Stored data
================

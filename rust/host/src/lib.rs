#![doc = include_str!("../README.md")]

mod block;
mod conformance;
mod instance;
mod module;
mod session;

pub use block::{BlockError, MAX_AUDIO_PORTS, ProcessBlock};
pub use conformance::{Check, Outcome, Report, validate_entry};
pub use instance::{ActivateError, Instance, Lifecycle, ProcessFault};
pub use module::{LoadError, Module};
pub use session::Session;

================

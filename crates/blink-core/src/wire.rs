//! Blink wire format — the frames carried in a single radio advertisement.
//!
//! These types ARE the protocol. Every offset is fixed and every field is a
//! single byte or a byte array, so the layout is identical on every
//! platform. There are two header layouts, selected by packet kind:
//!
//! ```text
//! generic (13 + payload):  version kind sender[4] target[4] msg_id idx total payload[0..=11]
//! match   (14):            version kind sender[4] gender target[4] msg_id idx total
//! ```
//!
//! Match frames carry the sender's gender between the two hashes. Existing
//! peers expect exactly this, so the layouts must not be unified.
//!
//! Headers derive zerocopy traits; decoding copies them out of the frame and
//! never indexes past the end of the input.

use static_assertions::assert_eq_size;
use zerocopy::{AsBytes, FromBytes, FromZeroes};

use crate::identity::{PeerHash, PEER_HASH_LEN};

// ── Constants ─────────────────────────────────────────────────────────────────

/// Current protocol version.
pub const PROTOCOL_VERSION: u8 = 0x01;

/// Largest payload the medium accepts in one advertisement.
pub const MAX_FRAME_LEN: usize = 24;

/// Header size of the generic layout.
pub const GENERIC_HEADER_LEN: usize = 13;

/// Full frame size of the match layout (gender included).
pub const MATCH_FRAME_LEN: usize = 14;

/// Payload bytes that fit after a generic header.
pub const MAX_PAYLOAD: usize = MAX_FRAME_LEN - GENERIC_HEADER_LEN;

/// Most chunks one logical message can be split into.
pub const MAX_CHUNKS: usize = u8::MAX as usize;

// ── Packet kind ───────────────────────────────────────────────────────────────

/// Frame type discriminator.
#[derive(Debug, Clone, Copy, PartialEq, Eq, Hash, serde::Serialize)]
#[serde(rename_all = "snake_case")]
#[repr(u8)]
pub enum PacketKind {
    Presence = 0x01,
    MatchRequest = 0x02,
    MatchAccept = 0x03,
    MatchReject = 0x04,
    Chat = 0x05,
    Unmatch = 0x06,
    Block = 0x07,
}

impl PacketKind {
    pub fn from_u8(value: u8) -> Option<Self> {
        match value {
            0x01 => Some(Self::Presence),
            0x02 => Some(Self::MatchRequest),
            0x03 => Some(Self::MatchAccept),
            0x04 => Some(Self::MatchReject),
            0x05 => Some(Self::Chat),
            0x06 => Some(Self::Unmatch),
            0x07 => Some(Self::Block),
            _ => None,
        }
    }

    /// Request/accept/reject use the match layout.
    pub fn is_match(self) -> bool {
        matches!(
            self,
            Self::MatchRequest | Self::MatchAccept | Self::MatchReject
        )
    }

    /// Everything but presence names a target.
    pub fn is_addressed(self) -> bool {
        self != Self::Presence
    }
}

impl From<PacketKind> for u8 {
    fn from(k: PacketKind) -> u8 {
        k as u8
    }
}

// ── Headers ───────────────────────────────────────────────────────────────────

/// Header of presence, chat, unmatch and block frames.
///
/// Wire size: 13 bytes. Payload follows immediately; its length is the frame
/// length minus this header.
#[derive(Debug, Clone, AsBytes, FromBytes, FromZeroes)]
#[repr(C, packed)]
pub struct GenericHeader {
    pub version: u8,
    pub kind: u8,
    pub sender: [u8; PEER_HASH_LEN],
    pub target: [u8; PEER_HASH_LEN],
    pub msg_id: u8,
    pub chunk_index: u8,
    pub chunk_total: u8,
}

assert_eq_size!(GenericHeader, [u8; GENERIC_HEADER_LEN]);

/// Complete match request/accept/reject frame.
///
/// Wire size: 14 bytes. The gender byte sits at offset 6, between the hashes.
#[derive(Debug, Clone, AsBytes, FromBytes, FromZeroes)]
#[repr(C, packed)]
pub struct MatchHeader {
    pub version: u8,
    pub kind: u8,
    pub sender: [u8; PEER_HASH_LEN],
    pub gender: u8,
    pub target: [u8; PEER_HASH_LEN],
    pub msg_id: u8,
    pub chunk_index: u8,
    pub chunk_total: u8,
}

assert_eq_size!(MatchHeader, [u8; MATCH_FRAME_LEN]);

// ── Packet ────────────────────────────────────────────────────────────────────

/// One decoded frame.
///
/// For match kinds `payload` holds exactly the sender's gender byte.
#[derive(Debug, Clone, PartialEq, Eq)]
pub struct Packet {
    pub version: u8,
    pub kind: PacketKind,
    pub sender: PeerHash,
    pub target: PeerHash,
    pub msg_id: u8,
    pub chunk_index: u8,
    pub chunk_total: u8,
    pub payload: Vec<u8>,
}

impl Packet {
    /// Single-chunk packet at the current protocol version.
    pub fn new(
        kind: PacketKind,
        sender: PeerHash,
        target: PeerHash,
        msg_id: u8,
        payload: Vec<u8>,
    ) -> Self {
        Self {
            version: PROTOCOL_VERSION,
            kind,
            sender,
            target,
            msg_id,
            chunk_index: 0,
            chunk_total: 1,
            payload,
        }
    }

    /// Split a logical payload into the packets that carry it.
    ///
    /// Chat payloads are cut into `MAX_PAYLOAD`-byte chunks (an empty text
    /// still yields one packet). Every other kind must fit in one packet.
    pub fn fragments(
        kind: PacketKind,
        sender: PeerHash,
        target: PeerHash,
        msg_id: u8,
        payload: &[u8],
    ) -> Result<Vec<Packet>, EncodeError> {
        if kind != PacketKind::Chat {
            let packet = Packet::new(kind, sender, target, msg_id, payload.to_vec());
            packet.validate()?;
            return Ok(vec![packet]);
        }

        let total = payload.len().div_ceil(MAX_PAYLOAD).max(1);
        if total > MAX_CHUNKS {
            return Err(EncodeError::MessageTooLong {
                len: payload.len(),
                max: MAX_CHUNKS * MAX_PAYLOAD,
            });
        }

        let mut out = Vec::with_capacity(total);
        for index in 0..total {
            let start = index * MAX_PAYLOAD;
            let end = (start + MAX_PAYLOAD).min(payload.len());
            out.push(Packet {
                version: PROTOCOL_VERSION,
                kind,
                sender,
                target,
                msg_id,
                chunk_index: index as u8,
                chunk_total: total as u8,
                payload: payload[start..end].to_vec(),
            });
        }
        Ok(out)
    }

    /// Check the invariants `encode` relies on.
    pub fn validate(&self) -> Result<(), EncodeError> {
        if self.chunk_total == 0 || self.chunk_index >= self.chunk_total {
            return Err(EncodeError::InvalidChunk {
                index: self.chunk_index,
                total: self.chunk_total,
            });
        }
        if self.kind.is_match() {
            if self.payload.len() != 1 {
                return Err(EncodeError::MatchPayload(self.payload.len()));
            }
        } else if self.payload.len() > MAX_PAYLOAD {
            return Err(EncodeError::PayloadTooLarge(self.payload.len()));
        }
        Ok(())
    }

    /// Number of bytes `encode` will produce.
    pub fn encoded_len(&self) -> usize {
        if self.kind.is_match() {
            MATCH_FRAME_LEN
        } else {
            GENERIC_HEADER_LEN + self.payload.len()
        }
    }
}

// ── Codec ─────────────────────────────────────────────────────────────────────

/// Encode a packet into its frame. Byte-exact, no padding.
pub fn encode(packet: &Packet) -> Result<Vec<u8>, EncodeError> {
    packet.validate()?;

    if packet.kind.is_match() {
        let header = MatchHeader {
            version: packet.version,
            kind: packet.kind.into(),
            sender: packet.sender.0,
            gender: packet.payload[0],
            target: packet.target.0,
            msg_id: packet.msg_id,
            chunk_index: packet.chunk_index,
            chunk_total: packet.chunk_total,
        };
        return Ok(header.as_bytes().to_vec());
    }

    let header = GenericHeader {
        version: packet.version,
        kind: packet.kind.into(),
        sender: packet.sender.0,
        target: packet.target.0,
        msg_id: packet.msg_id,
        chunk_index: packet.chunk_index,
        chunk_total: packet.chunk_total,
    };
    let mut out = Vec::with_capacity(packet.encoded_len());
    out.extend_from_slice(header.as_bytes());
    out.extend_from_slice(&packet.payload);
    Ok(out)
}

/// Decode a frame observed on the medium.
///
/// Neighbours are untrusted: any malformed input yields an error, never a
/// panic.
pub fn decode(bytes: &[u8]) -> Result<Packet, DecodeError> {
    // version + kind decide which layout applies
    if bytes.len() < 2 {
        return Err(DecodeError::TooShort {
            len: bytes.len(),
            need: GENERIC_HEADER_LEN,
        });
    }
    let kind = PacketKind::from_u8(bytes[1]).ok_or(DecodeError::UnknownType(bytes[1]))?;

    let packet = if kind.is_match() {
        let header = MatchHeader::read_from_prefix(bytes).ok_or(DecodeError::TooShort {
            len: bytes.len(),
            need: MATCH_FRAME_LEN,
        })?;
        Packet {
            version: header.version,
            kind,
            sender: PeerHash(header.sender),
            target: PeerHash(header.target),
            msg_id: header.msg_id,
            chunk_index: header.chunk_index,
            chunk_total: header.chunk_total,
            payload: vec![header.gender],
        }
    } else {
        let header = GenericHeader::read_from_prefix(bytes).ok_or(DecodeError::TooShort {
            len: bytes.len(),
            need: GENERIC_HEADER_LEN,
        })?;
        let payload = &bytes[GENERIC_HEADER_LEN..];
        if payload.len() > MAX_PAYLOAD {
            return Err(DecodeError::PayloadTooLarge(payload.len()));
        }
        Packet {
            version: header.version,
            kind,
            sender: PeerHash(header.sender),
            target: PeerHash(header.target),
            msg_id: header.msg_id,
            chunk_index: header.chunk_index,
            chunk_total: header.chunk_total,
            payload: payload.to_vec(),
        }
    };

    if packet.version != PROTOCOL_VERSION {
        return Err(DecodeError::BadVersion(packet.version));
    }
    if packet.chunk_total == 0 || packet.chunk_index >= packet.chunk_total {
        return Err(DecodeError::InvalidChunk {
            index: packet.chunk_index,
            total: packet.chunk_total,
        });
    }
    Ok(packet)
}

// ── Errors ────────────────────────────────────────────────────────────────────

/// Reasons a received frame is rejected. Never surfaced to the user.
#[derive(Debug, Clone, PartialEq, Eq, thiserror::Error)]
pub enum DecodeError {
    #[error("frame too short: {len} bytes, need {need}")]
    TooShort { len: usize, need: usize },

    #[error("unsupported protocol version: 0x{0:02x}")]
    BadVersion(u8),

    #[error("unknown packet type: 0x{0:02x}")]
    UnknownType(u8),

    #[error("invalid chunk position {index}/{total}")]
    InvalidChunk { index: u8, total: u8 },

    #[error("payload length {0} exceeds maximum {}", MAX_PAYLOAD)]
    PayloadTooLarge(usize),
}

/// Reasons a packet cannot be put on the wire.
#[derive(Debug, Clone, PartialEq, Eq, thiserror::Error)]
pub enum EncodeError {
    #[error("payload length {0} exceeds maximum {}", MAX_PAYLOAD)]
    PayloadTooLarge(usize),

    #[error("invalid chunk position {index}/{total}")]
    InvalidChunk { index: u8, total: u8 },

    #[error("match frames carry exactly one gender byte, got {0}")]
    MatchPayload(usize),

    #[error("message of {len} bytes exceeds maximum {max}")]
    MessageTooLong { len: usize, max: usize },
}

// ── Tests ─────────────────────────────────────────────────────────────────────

================

What you should do:
Please show every line of the records that holds the word "logical".

Response below:
/// Most chunks one logical message can be split into.
    /// Split a logical payload into the packets that carry it.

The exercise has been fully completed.